Typical applications include automotive heater cores, radiators, evaporators, condensers, charge air coolers, and transmission/engine oil coolers. One particular application that requires a good combination of properties is fin stock for radiators. In these applications, the fin stock is arranged between stacked tubing that carries the radiator cooling media. The tubing is situated between headers which redirect the cooling media flow between layers of tubing and which also can contain the radiator inlets and outlets. Typically, the tubes are clad with a brazing material and the entire assembly is brazed together in a controlled atmosphere braze (CAB) process using a brazing flux.
The trend in the heat exchanger industry is to continually downsize components. This downsizing requires new demands on the heat exchanger materials in terms of properties and performance capabilities. Such demands are recognized in U.S. Pat. No. 5,217,547 to Ishikawa et al. This patent notes the desire for making fin stock of thinner gauge to meet the demands of higher performance and increased compactness for heat exchangers. While thinner gauge may result in lighter weight heat exchangers it can also result in lower strength, particularly as a result of the brazing process wherein the heat exchanger may see temperatures of 600° C. These elevated temperatures can cause sagging during brazing, loss of fin integrity, and an unacceptable brazed product.
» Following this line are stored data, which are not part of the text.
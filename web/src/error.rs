//! Error types for web handlers.
//!
//! This module defines error types that bridge between domain errors
//! and HTTP responses, implementing Axum's `IntoResponse` trait.

use axum::{
    Json,
    http::StatusCode,
    response::{IntoResponse, Response},
};
use community_connect_core::error::ServiceError;
use serde::Serialize;
use std::fmt;

/// Application error type for web handlers.
///
/// This type wraps domain errors and provides HTTP-friendly error responses.
/// It implements Axum's `IntoResponse` trait to automatically convert errors
/// into HTTP responses.
///
/// # Examples
///
/// ```
/// use community_connect_web::AppError;
/// use community_connect_core::ServiceError;
/// use axum::http::StatusCode;
///
/// let err: AppError = ServiceError::not_found("Event", "42").into();
/// assert_eq!(err.status(), StatusCode::NOT_FOUND);
/// ```
#[derive(Debug)]
pub struct AppError {
    /// HTTP status code
    status: StatusCode,
    /// Error message (user-facing)
    message: String,
    /// Error code (for client error handling)
    code: String,
    /// Internal error (for logging, not exposed to client)
    source: Option<anyhow::Error>,
}

impl AppError {
    /// Create a new application error.
    #[must_use]
    pub const fn new(status: StatusCode, message: String, code: String) -> Self {
        Self {
            status,
            message,
            code,
            source: None,
        }
    }

    /// Create a new error with a source error.
    #[must_use]
    pub fn with_source(mut self, source: anyhow::Error) -> Self {
        self.source = Some(source);
        self
    }

    /// Create a 400 Bad Request error.
    #[must_use]
    pub fn bad_request(message: impl Into<String>) -> Self {
        Self::new(
            StatusCode::BAD_REQUEST,
            message.into(),
            "BAD_REQUEST".to_string(),
        )
    }

    /// Create a 404 Not Found error.
    #[must_use]
    pub fn not_found(resource: impl fmt::Display, id: impl fmt::Display) -> Self {
        Self::new(
            StatusCode::NOT_FOUND,
            format!("{resource} with id {id} not found"),
            "NOT_FOUND".to_string(),
        )
    }

    /// Create a 422 Unprocessable Entity error.
    #[must_use]
    pub fn validation(message: impl Into<String>) -> Self {
        Self::new(
            StatusCode::UNPROCESSABLE_ENTITY,
            message.into(),
            "VALIDATION_ERROR".to_string(),
        )
    }

    /// Create a 500 error for a store that is unreachable or rejected a write.
    #[must_use]
    pub fn persistence(message: impl Into<String>) -> Self {
        Self::new(
            StatusCode::INTERNAL_SERVER_ERROR,
            message.into(),
            "PERSISTENCE_FAILURE".to_string(),
        )
    }

    /// Create a 500 Internal Server Error.
    #[must_use]
    pub fn internal(message: impl Into<String>) -> Self {
        Self::new(
            StatusCode::INTERNAL_SERVER_ERROR,
            message.into(),
            "INTERNAL_SERVER_ERROR".to_string(),
        )
    }

    /// HTTP status of the response.
    #[must_use]
    pub const fn status(&self) -> StatusCode {
        self.status
    }

    /// Machine-readable error code.
    #[must_use]
    pub fn code(&self) -> &str {
        &self.code
    }

    /// User-facing message.
    #[must_use]
    pub fn message(&self) -> &str {
        &self.message
    }
}

impl fmt::Display for AppError {
    fn fmt(&self, f: &mut fmt::Formatter<'_>) -> fmt::Result {
        write!(f, "[{}] {}", self.code, self.message)
    }
}

impl std::error::Error for AppError {
    fn source(&self) -> Option<&(dyn std::error::Error + 'static)> {
        self.source
            .as_ref()
            .map(|e| e.as_ref() as &(dyn std::error::Error + 'static))
    }
}

/// Error response body (JSON).
#[derive(Debug, Serialize)]
struct ErrorResponse {
    /// Error code (for client error handling).
    code: String,
    /// Human-readable error message.
    message: String,
}

impl IntoResponse for AppError {
    fn into_response(self) -> Response {
        // Log internal errors
        if self.status.is_server_error() {
            if let Some(source) = &self.source {
                tracing::error!(
                    status = %self.status,
                    code = %self.code,
                    message = %self.message,
                    error = %source,
                    "Internal server error"
                );
            } else {
                tracing::error!(
                    status = %self.status,
                    code = %self.code,
                    message = %self.message,
                    "Internal server error"
                );
            }
        }

        let body = ErrorResponse {
            code: self.code,
            message: self.message,
        };

        (self.status, Json(body)).into_response()
    }
}

/// Convert `anyhow::Error` to `AppError`.
impl From<anyhow::Error> for AppError {
    fn from(err: anyhow::Error) -> Self {
        Self::internal("An internal error occurred").with_source(err)
    }
}

/// Map domain failures onto HTTP statuses.
///
/// Store details stay in the log; clients only see a generic message.
impl From<ServiceError> for AppError {
    fn from(err: ServiceError) -> Self {
        match err {
            ServiceError::NotFound { resource, id } => Self::not_found(resource, id),
            ServiceError::Validation(message) => Self::validation(message),
            ServiceError::Persistence(source) => {
                Self::persistence("The data store could not complete the request")
                    .with_source(source.into())
            },
        }
    }
}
Ishikawa et al. attempt to overcome this problem by exotic alloying of an aluminum alloy typically used in fin stock application, i.e., AA3003. To provide high temperature deformation and sagging resistance, Ishikawa et al. teach an aluminum alloy for fin stock with particular levels of iron, silicon, zirconium, zinc, tin, and indium. The drawback to these remedies is that often times these exotic alloys can be difficult to manufacture, thereby greatly increasing the cost of the fin stock material.
Another apparent solution to the problem of decreasing the thickness of fin stock material is to employ a higher strength aluminum alloy material. While employing a higher strength material may offer benefits in terms of increased sagging and high temperature deformation resistance, these higher strength materials are problematic in the brazing sequence of heat exchanger manufacture.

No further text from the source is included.